## [WORK TASK]
From the listing below, pull out the lines that hold "output".

________________________________________

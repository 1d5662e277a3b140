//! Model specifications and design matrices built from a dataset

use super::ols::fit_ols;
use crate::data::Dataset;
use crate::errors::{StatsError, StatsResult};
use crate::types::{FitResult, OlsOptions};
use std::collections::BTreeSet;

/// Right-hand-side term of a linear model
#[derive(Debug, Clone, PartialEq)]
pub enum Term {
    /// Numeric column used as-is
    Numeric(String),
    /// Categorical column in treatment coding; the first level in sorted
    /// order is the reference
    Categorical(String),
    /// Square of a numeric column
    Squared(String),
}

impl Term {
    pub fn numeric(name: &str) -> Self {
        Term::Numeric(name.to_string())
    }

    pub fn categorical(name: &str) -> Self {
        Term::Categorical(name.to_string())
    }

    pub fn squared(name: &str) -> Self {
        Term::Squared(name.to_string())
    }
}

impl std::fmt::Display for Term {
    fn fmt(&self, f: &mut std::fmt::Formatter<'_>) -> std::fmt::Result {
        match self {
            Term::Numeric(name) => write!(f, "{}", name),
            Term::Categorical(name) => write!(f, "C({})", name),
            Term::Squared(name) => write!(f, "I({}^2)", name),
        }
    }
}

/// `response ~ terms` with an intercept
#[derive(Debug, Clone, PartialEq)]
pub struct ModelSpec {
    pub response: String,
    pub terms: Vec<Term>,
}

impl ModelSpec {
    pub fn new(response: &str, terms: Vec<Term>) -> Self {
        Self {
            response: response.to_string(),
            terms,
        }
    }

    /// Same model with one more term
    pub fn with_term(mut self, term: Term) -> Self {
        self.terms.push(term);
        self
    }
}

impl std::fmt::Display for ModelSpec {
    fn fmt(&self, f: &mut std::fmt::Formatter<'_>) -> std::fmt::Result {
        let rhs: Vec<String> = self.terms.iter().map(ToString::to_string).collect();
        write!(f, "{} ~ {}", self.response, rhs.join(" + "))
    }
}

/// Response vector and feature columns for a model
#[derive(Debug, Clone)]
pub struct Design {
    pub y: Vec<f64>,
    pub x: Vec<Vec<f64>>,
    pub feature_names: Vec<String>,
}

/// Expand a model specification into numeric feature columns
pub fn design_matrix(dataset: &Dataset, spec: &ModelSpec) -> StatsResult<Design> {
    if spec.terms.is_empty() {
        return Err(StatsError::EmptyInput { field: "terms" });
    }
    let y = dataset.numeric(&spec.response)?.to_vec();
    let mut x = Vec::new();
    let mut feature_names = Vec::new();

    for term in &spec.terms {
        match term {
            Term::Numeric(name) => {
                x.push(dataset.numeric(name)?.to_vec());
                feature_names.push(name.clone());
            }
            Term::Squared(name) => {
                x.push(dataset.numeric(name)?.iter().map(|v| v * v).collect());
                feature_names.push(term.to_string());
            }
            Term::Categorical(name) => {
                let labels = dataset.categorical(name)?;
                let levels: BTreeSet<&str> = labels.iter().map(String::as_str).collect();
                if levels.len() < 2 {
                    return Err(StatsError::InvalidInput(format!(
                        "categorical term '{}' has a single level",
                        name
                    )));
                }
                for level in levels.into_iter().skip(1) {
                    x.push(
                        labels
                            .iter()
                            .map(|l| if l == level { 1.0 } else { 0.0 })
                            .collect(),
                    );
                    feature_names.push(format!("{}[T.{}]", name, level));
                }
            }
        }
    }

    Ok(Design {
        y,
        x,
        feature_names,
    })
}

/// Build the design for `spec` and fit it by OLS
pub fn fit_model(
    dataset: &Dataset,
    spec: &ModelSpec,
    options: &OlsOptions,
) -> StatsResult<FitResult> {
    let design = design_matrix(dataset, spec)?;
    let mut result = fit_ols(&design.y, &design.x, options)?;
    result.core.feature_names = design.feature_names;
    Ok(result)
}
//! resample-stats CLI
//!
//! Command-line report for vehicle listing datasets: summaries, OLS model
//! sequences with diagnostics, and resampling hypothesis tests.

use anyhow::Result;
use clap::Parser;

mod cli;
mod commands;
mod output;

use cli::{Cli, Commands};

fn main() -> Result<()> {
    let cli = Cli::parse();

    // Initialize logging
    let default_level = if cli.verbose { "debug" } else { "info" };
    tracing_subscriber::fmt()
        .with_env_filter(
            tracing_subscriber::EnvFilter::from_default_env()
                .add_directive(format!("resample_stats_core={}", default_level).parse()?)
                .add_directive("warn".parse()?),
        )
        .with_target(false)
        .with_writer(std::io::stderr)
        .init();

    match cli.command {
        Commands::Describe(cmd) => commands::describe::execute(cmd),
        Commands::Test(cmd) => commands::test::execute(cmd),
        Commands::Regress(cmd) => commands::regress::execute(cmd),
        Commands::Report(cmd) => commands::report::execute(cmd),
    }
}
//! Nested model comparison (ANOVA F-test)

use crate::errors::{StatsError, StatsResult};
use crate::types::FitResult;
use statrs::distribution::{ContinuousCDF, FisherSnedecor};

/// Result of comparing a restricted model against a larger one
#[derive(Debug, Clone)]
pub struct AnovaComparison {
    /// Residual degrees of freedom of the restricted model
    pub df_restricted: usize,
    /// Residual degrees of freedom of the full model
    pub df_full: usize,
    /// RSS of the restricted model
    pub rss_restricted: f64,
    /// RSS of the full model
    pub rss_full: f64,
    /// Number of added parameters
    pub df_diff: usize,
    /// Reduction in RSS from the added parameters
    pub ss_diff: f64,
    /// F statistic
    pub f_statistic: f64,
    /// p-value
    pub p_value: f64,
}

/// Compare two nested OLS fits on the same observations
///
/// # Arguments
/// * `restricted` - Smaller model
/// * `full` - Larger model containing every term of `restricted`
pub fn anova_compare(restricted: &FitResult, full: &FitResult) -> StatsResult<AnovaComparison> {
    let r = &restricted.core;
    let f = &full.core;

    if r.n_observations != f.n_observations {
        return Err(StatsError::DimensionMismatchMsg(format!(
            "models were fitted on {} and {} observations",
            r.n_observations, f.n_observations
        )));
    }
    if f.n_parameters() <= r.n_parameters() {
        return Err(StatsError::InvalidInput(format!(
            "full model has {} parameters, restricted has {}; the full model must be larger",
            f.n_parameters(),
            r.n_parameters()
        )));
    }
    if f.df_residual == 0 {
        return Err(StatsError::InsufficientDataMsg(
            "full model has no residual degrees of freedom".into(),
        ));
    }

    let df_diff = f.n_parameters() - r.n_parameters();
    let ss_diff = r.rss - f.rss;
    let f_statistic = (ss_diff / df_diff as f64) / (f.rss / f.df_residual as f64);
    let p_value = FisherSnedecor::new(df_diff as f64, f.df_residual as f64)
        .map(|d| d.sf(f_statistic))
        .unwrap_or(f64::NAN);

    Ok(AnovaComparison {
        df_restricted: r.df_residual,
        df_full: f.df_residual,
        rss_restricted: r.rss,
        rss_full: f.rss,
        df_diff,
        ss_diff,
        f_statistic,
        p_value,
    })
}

________________________________________

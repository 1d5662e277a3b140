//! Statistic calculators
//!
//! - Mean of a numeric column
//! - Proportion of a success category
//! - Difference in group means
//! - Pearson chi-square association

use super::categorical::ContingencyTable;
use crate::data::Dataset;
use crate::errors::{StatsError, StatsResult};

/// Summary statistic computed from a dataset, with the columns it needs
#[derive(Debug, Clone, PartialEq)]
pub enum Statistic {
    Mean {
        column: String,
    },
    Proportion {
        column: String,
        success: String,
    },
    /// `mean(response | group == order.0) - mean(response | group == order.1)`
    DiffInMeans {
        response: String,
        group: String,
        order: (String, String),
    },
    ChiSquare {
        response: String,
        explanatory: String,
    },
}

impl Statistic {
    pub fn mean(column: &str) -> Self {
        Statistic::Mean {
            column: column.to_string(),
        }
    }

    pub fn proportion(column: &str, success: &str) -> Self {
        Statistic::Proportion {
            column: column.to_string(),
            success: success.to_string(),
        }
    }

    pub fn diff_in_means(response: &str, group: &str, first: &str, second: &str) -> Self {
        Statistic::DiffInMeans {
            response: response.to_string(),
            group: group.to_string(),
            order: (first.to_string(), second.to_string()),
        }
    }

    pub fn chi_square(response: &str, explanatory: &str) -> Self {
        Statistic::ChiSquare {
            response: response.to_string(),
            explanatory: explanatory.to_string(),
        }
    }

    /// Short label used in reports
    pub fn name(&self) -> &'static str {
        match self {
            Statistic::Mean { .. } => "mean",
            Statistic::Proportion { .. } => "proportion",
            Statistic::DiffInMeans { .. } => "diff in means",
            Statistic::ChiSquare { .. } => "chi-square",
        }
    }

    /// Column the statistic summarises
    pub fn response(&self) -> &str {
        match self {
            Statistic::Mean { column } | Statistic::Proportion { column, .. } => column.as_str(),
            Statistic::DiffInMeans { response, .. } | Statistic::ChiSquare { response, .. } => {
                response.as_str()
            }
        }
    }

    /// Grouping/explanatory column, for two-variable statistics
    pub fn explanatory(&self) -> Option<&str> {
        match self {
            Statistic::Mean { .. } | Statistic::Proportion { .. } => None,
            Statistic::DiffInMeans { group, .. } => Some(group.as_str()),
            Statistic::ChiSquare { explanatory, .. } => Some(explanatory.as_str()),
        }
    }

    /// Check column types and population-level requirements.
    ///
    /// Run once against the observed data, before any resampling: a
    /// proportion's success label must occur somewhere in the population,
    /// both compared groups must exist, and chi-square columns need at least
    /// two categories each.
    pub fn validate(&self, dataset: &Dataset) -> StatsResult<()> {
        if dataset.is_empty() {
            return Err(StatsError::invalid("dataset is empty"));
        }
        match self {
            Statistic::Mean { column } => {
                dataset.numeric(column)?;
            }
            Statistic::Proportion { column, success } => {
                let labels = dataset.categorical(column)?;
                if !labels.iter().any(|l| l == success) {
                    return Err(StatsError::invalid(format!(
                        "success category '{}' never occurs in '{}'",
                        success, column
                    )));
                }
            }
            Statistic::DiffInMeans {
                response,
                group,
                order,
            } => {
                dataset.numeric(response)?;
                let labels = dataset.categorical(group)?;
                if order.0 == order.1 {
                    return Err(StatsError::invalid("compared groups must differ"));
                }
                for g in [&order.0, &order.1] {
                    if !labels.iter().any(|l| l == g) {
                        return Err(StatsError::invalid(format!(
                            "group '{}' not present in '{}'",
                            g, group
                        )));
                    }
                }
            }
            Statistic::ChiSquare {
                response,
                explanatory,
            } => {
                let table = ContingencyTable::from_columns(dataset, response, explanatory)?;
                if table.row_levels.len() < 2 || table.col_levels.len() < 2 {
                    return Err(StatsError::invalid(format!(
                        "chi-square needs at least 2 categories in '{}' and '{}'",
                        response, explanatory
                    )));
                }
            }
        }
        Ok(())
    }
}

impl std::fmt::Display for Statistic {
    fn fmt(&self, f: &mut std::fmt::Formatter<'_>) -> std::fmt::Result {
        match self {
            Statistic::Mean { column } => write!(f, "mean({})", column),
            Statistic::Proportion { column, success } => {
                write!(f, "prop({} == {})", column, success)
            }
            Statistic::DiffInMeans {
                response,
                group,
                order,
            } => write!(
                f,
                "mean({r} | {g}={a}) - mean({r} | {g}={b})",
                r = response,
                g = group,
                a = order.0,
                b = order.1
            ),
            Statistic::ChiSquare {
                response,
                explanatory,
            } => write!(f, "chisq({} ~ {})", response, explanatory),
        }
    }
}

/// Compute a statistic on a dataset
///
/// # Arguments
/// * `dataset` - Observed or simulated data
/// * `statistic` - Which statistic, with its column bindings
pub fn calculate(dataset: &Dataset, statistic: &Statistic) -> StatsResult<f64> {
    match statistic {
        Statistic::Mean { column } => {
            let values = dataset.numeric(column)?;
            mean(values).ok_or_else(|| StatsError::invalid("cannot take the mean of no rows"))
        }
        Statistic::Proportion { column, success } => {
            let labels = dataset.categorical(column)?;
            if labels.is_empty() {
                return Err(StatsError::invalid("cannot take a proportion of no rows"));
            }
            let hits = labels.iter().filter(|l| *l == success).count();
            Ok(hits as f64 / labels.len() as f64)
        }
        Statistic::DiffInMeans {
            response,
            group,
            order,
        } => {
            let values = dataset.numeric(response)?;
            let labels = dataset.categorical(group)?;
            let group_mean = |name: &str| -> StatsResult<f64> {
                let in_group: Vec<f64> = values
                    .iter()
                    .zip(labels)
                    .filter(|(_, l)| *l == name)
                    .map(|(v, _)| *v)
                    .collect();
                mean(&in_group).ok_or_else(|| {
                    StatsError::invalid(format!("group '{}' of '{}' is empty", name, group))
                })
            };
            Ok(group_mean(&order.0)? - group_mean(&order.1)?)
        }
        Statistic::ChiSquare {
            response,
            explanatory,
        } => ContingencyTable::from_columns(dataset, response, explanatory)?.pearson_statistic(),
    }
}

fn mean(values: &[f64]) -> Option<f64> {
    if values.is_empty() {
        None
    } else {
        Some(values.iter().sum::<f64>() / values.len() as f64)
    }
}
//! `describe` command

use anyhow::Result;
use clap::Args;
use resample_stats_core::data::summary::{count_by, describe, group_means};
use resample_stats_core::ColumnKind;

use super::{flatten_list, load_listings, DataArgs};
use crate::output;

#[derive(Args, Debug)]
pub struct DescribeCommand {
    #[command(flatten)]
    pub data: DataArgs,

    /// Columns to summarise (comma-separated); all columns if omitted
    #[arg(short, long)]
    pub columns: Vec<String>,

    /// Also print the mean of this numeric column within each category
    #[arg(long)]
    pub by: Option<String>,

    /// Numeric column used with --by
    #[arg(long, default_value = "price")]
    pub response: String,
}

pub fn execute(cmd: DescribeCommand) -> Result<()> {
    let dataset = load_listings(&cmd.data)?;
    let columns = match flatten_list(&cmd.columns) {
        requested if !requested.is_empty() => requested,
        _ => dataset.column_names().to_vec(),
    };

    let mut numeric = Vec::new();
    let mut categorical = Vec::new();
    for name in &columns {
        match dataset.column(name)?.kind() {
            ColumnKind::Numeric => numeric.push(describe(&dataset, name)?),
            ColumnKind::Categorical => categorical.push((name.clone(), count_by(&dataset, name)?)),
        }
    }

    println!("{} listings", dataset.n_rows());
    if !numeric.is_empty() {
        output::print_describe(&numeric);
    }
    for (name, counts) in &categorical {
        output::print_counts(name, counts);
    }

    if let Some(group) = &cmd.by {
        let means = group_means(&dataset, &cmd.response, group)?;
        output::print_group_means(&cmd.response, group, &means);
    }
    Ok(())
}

________________________________________

## [SOLVED EXERCISE]
mod output;
use crate::output;
        output::print_describe(&numeric);
        output::print_counts(name, counts);
        output::print_group_means(&cmd.response, group, &means);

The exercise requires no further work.